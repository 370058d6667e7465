use anyhow::{Context, Result};
use serde::Deserialize;
use std::path::{Path, PathBuf};

use crate::chunker::ChunkConfig;

#[derive(Debug, Deserialize, Clone)]
pub struct Config {
    pub db: DbConfig,
    #[serde(default)]
    pub indexing: IndexingConfig,
    #[serde(default)]
    pub chunking: ChunkConfig,
    #[serde(default)]
    pub embedding: EmbeddingConfig,
    #[serde(default)]
    pub sparse: SparseConfig,
    #[serde(default)]
    pub search: SearchConfig,
    #[serde(default)]
    pub worker: WorkerConfig,
    #[serde(default)]
    pub watcher: WatcherConfig,
}

#[derive(Debug, Deserialize, Clone)]
pub struct DbConfig {
    pub path: PathBuf,
}

#[derive(Debug, Deserialize, Clone, Default)]
pub struct IndexingConfig {
    /// Glob patterns excluded from folder walks, on top of the built-in
    /// dotfile skipping.
    #[serde(default)]
    pub exclude_globs: Vec<String>,
}

#[derive(Debug, Deserialize, Clone)]
pub struct EmbeddingConfig {
    #[serde(default = "default_dense_provider")]
    pub provider: String,
    #[serde(default)]
    pub model: Option<String>,
    #[serde(default)]
    pub url: Option<String>,
    #[serde(default = "default_dims")]
    pub dims: usize,
    #[serde(default = "default_batch_size")]
    pub batch_size: usize,
    #[serde(default = "default_max_retries")]
    pub max_retries: u32,
    #[serde(default = "default_timeout_secs")]
    pub timeout_secs: u64,
}

impl Default for EmbeddingConfig {
    fn default() -> Self {
        Self {
            provider: default_dense_provider(),
            model: None,
            url: None,
            dims: default_dims(),
            batch_size: default_batch_size(),
            max_retries: default_max_retries(),
            timeout_secs: default_timeout_secs(),
        }
    }
}

fn default_dense_provider() -> String {
    "hash".to_string()
}
fn default_dims() -> usize {
    256
}
fn default_batch_size() -> usize {
    64
}
fn default_max_retries() -> u32 {
    3
}
fn default_timeout_secs() -> u64 {
    30
}

#[derive(Debug, Deserialize, Clone)]
pub struct SparseConfig {
    #[serde(default = "default_sparse_provider")]
    pub provider: String,
}

impl Default for SparseConfig {
    fn default() -> Self {
        Self {
            provider: default_sparse_provider(),
        }
    }
}

fn default_sparse_provider() -> String {
    "hash".to_string()
}

impl SparseConfig {
    pub fn is_enabled(&self) -> bool {
        self.provider != "disabled"
    }
}

#[derive(Debug, Deserialize, Clone)]
pub struct SearchConfig {
    #[serde(default = "default_limit")]
    pub default_limit: usize,
    /// Weight of the sparse side in hybrid fusion; 0.0 is pure dense.
    #[serde(default = "default_sparse_weight")]
    pub sparse_weight: f64,
}

impl Default for SearchConfig {
    fn default() -> Self {
        Self {
            default_limit: default_limit(),
            sparse_weight: default_sparse_weight(),
        }
    }
}

fn default_limit() -> usize {
    10
}
fn default_sparse_weight() -> f64 {
    0.4
}

#[derive(Debug, Deserialize, Clone)]
pub struct WorkerConfig {
    #[serde(default = "default_poll_interval_secs")]
    pub poll_interval_secs: u64,
}

impl Default for WorkerConfig {
    fn default() -> Self {
        Self {
            poll_interval_secs: default_poll_interval_secs(),
        }
    }
}

fn default_poll_interval_secs() -> u64 {
    5
}

#[derive(Debug, Deserialize, Clone)]
pub struct WatcherConfig {
    /// Managed root the `watch` command observes recursively.
    #[serde(default)]
    pub root: Option<PathBuf>,
    #[serde(default = "default_debounce_ms")]
    pub debounce_ms: u64,
}

impl Default for WatcherConfig {
    fn default() -> Self {
        Self {
            root: None,
            debounce_ms: default_debounce_ms(),
        }
    }
}

fn default_debounce_ms() -> u64 {
    500
}

pub fn load_config(path: &Path) -> Result<Config> {
    let content = std::fs::read_to_string(path)
        .with_context(|| format!("Failed to read config file: {}", path.display()))?;

    let config: Config = toml::from_str(&content).with_context(|| "Failed to parse config file")?;

    // Validate chunking
    if config.chunking.chunk_size == 0 {
        anyhow::bail!("chunking.chunk_size must be > 0");
    }
    if config.chunking.chunk_overlap >= config.chunking.chunk_size {
        anyhow::bail!(
            "chunking.chunk_overlap ({}) must be smaller than chunking.chunk_size ({})",
            config.chunking.chunk_overlap,
            config.chunking.chunk_size
        );
    }

    // Validate search
    if config.search.default_limit == 0 {
        anyhow::bail!("search.default_limit must be >= 1");
    }
    if !(0.0..=1.0).contains(&config.search.sparse_weight) {
        anyhow::bail!("search.sparse_weight must be in [0.0, 1.0]");
    }

    // Validate embedding
    match config.embedding.provider.as_str() {
        "hash" => {}
        "ollama" => {
            if config.embedding.model.is_none() {
                anyhow::bail!("embedding.model must be set when provider is 'ollama'");
            }
        }
        other => anyhow::bail!(
            "Unknown embedding provider: '{}'. Must be hash or ollama.",
            other
        ),
    }
    if config.embedding.dims == 0 {
        anyhow::bail!("embedding.dims must be > 0");
    }
    if config.embedding.batch_size == 0 {
        anyhow::bail!("embedding.batch_size must be > 0");
    }

    match config.sparse.provider.as_str() {
        "hash" | "disabled" => {}
        other => anyhow::bail!(
            "Unknown sparse provider: '{}'. Must be hash or disabled.",
            other
        ),
    }

    // Validate walk exclusions eagerly so a bad pattern fails at startup
    for pattern in &config.indexing.exclude_globs {
        globset::Glob::new(pattern)
            .with_context(|| format!("invalid indexing.exclude_globs pattern: {}", pattern))?;
    }

    if config.worker.poll_interval_secs == 0 {
        anyhow::bail!("worker.poll_interval_secs must be >= 1");
    }

    Ok(config)
}

#[cfg(test)]
mod tests {
    use super::*;
    use std::fs;

    fn write_config(body: &str) -> (tempfile::TempDir, PathBuf) {
        let dir = tempfile::tempdir().unwrap();
        let path = dir.path().join("resift.toml");
        fs::write(&path, body).unwrap();
        (dir, path)
    }

    #[test]
    fn test_minimal_config_gets_defaults() {
        let (_dir, path) = write_config("[db]\npath = \"/tmp/resift.sqlite\"\n");
        let config = load_config(&path).unwrap();
        assert_eq!(config.chunking.chunk_size, 1000);
        assert_eq!(config.chunking.chunk_overlap, 200);
        assert_eq!(config.embedding.provider, "hash");
        assert_eq!(config.sparse.provider, "hash");
        assert_eq!(config.search.default_limit, 10);
        assert_eq!(config.worker.poll_interval_secs, 5);
        assert_eq!(config.watcher.debounce_ms, 500);
    }

    #[test]
    fn test_overlap_must_be_smaller_than_size() {
        let (_dir, path) = write_config(
            "[db]\npath = \"/tmp/resift.sqlite\"\n\n[chunking]\nchunk_size = 100\nchunk_overlap = 100\n",
        );
        let err = load_config(&path).unwrap_err().to_string();
        assert!(err.contains("chunk_overlap"));
    }

    #[test]
    fn test_sparse_weight_range_enforced() {
        let (_dir, path) = write_config(
            "[db]\npath = \"/tmp/resift.sqlite\"\n\n[search]\nsparse_weight = 1.5\n",
        );
        assert!(load_config(&path).is_err());
    }

    #[test]
    fn test_unknown_provider_rejected() {
        let (_dir, path) = write_config(
            "[db]\npath = \"/tmp/resift.sqlite\"\n\n[embedding]\nprovider = \"quantum\"\n",
        );
        assert!(load_config(&path).is_err());
    }

    #[test]
    fn test_ollama_requires_model() {
        let (_dir, path) = write_config(
            "[db]\npath = \"/tmp/resift.sqlite\"\n\n[embedding]\nprovider = \"ollama\"\n",
        );
        assert!(load_config(&path).is_err());
    }

    #[test]
    fn test_bad_exclude_glob_rejected() {
        let (_dir, path) = write_config(
            "[db]\npath = \"/tmp/resift.sqlite\"\n\n[indexing]\nexclude_globs = [\"[\"]\n",
        );
        assert!(load_config(&path).is_err());
    }
}
//! Text chunking engine.
//!
//! Splits one document's text into bounded, optionally overlapping [`Chunk`]s.
//! Three strategies are supported:
//!
//! - **recursive** (default) — splits on progressively finer separators
//!   (paragraphs, lines, sentences, clauses, spaces, raw characters),
//!   accumulating parts into `chunk_size`-bounded buffers and seeding each
//!   new buffer with the previous buffer's trailing `chunk_overlap` chars.
//! - **sentence** — joins whole sentences up to `chunk_size`, no overlap.
//! - **fixed** — a sliding character window advancing by
//!   `chunk_size - chunk_overlap`.
//!
//! All sizes and offsets count characters, not bytes. Chunking is pure and
//! deterministic; identical input and config always produce identical output.

use serde::Deserialize;

use crate::models::Chunk;

/// Separator tiers for the recursive strategy, coarsest first.
const SEPARATOR_TIERS: &[&str] = &["\n\n", "\n", ". ", "! ", "? ", "; ", ", ", " "];

fn default_chunk_size() -> usize {
    1000
}

fn default_chunk_overlap() -> usize {
    200
}

fn default_strategy() -> ChunkStrategy {
    ChunkStrategy::Recursive
}

/// Chunking strategy selector, deserialized from the `[chunking]` config.
#[derive(Debug, Clone, Copy, PartialEq, Eq, Deserialize)]
#[serde(rename_all = "lowercase")]
pub enum ChunkStrategy {
    Recursive,
    Sentence,
    Fixed,
}

/// Chunking parameters. `chunk_overlap` must be strictly less than
/// `chunk_size`; `load_config` rejects violations before any call here.
#[derive(Debug, Clone, Deserialize)]
pub struct ChunkConfig {
    #[serde(default = "default_chunk_size")]
    pub chunk_size: usize,
    #[serde(default = "default_chunk_overlap")]
    pub chunk_overlap: usize,
    #[serde(default = "default_strategy")]
    pub strategy: ChunkStrategy,
}

impl Default for ChunkConfig {
    fn default() -> Self {
        ChunkConfig {
            chunk_size: default_chunk_size(),
            chunk_overlap: default_chunk_overlap(),
            strategy: default_strategy(),
        }
    }
}

/// Split text into chunks according to the configured strategy.
///
/// Empty or whitespace-only input yields no chunks. Indices are contiguous
/// from 0 in emission order.
pub fn chunk_text(text: &str, config: &ChunkConfig) -> Vec<Chunk> {
    if text.trim().is_empty() {
        return Vec::new();
    }
    match config.strategy {
        ChunkStrategy::Recursive => chunk_recursive(text, config),
        ChunkStrategy::Sentence => chunk_sentences(text, config),
        ChunkStrategy::Fixed => chunk_fixed(text, config),
    }
}
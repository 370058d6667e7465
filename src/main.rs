//! # Resift CLI (`resift`)
//!
//! The `resift` binary maintains and queries a hybrid search index over
//! local file trees. It provides commands for database initialization,
//! folder indexing and reconciliation, hybrid search, chunk retrieval,
//! and a long-running watch mode.
//!
//! ## Usage
//!
//! ```bash
//! resift --config ./config/resift.toml <command>
//! ```
//!
//! ## Commands
//!
//! | Command | Description |
//! |---------|-------------|
//! | `resift init` | Create the SQLite database and run schema migrations |
//! | `resift index <folder>` | Index a folder tree |
//! | `resift sync <folder>` | Reconcile a folder's index with the filesystem |
//! | `resift reindex <folder>` | Queue a folder for background re-indexing |
//! | `resift search "<query>"` | Hybrid search over indexed chunks |
//! | `resift get <file>` | Retrieve a file's chunks by index range |
//! | `resift status` | Show per-folder index status |
//! | `resift disable <folder>` | Hide a folder from search |
//! | `resift enable <folder>` | Restore a folder to search and re-sync it |
//! | `resift remove <folder>` | Permanently delete a folder's index |
//! | `resift watch [root]` | Watch a tree and keep its index current |
//!
//! ## Examples
//!
//! ```bash
//! # Initialize the database
//! resift init --config ./config/resift.toml
//!
//! # Index a notes directory
//! resift index ~/notes
//!
//! # Search it
//! resift search "quarterly planning" --limit 5
//!
//! # Lean harder on exact keywords
//! resift search "error E0502" --sparse-weight 0.8
//!
//! # Keep the index current while editing
//! resift watch ~/notes
//! ```

use clap::{Parser, Subcommand};
use std::path::PathBuf;

use resift::{config, daemon, get, indexer, migrate, search, status};

/// Resift — a self-reconciling hybrid search index over local file trees.
///
/// All commands accept a `--config` flag pointing to a TOML configuration
/// file. See `config/resift.example.toml` for a full example.
#[derive(Parser)]
#[command(
    name = "resift",
    about = "Resift — a self-reconciling hybrid search index over local file trees",
    version,
    long_about = "Resift chunks and embeds documents under registered folders, keeps the \
    index consistent as files are added, edited, or deleted, and answers hybrid \
    (semantic + keyword) queries with folder-scoped filtering."
)]
struct Cli {
    /// Path to configuration file (TOML).
    ///
    /// Defaults to `./config/resift.toml`. Database, chunking, embedding,
    /// and watcher settings are read from this file.
    #[arg(long, global = true, default_value = "./config/resift.toml")]
    config: PathBuf,

    #[command(subcommand)]
    command: Commands,
}

/// Top-level CLI commands.
#[derive(Subcommand)]
enum Commands {
    /// Initialize the database schema.
    ///
    /// Creates the SQLite database file and all required tables
    /// (indexed_files, folder_index_status, chunks). This command is
    /// idempotent — running it multiple times is safe.
    Init,

    /// Index a folder tree.
    ///
    /// Walks the folder recursively, chunks and embeds every parseable
    /// file, and registers the folder for status tracking. Unchanged
    /// files are skipped by content hash.
    Index {
        /// Folder to index.
        folder: PathBuf,

        /// Re-index every file even when its content hash is unchanged.
        #[arg(long)]
        force: bool,
    },

    /// Reconcile a folder's index with the filesystem.
    ///
    /// Removes index entries for files gone from disk, indexes new and
    /// changed files, and leaves unchanged files alone. Use this after
    /// bulk changes made while no watcher was running.
    Sync {
        /// Previously indexed folder.
        folder: PathBuf,
    },

    /// Queue a folder for background re-indexing.
    ///
    /// Marks the folder `pending`; a running `watch` daemon picks it up
    /// on its next poll. Use `index --force` to re-index inline instead.
    Reindex {
        /// Previously indexed folder.
        folder: PathBuf,
    },

    /// Search indexed chunks.
    ///
    /// Embeds the query, retrieves candidates by dense and sparse
    /// similarity, and blends the two sides by the configured weight.
    Search {
        /// The search query string.
        query: String,

        /// Maximum number of results to return.
        #[arg(long)]
        limit: Option<usize>,

        /// Weight of the sparse (keyword) side in fusion, 0.0 to 1.0.
        /// 0.0 ranks purely by dense similarity.
        #[arg(long)]
        sparse_weight: Option<f64>,

        /// Restrict results to a folder and its subfolders. Repeatable.
        #[arg(long)]
        folder: Vec<PathBuf>,

        /// Exclude a folder and its subfolders. Repeatable.
        #[arg(long)]
        exclude_folder: Vec<PathBuf>,

        /// Skip the keyword side and rank by dense similarity alone.
        #[arg(long)]
        dense_only: bool,
    },

    /// Retrieve a file's chunks by index range.
    ///
    /// Prints chunk text with character offsets, or a single merged text
    /// with the inter-chunk overlap stripped.
    Get {
        /// Indexed file path.
        file: PathBuf,

        /// First chunk index (0-based, inclusive).
        #[arg(long)]
        start: Option<i64>,

        /// Last chunk index (inclusive).
        #[arg(long)]
        end: Option<i64>,

        /// Merge the chunks back into one text.
        #[arg(long)]
        merge: bool,
    },

    /// Show index status.
    ///
    /// Without a folder: database totals and a per-folder table. With a
    /// folder: that folder's state, counts, and last error if any.
    Status {
        /// Folder to inspect.
        folder: Option<PathBuf>,
    },

    /// Hide a folder from search without deleting its data.
    ///
    /// Chunks stay stored; searches exclude them until `enable`.
    Disable {
        /// Previously indexed folder.
        folder: PathBuf,
    },

    /// Restore a disabled folder to search and re-sync it.
    Enable {
        /// Disabled folder.
        folder: PathBuf,
    },

    /// Permanently remove a folder's index.
    ///
    /// Deletes the folder's chunks, file records, and status row. Files
    /// on disk are not touched. Requires --yes.
    Remove {
        /// Previously indexed folder.
        folder: PathBuf,

        /// Confirm the permanent deletion.
        #[arg(long)]
        yes: bool,
    },

    /// Watch a folder tree and keep its index current.
    ///
    /// Runs the filesystem watcher and the background worker until
    /// Ctrl-C. Deletions are applied to the index immediately; creations
    /// and edits are debounced, then re-indexed in the background.
    Watch {
        /// Root to watch; defaults to `[watcher] root` from the config.
        root: Option<PathBuf>,
    },
}

#[tokio::main]
async fn main() -> anyhow::Result<()> {
    init_tracing();
    let cli = Cli::parse();
    let cfg = config::load_config(&cli.config)?;

    match cli.command {
        Commands::Init => {
            migrate::run_migrations(&cfg).await?;
            println!("Database initialized successfully.");
        }
        Commands::Index { folder, force } => {
            indexer::run_index(&cfg, &folder, force).await?;
        }
        Commands::Sync { folder } => {
            indexer::run_sync(&cfg, &folder).await?;
        }
        Commands::Reindex { folder } => {
            indexer::run_reindex(&cfg, &folder).await?;
        }
        Commands::Search {
            query,
            limit,
            sparse_weight,
            folder,
            exclude_folder,
            dense_only,
        } => {
            search::run_search(
                &cfg,
                &query,
                limit,
                sparse_weight,
                folder,
                exclude_folder,
                dense_only,
            )
            .await?;
        }
        Commands::Get {
            file,
            start,
            end,
            merge,
        } => {
            get::run_get(&cfg, &file, start, end, merge).await?;
        }
        Commands::Status { folder } => {
            status::run_status(&cfg, folder.as_deref()).await?;
        }
        Commands::Disable { folder } => {
            indexer::run_disable(&cfg, &folder).await?;
        }
        Commands::Enable { folder } => {
            indexer::run_enable(&cfg, &folder).await?;
        }
        Commands::Remove { folder, yes } => {
            indexer::run_remove(&cfg, &folder, yes).await?;
        }
        Commands::Watch { root } => {
            daemon::run_watch(&cfg, root).await?;
        }
    }

    Ok(())
}

fn init_tracing() {
    use tracing_subscriber::EnvFilter;
    tracing_subscriber::fmt()
        .with_env_filter(
            EnvFilter::try_from_default_env().unwrap_or_else(|_| EnvFilter::new("warn")),
        )
        .with_writer(std::io::stderr)
        .init();
}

◆ ◆ ◆ ◆

ASSIGNED TASK: Look through the entries above; copy every line holding the string "migrate".

TASK OUTPUT:
use resift::{config, daemon, get, indexer, migrate, search, status};
            migrate::run_migrations(&cfg).await?;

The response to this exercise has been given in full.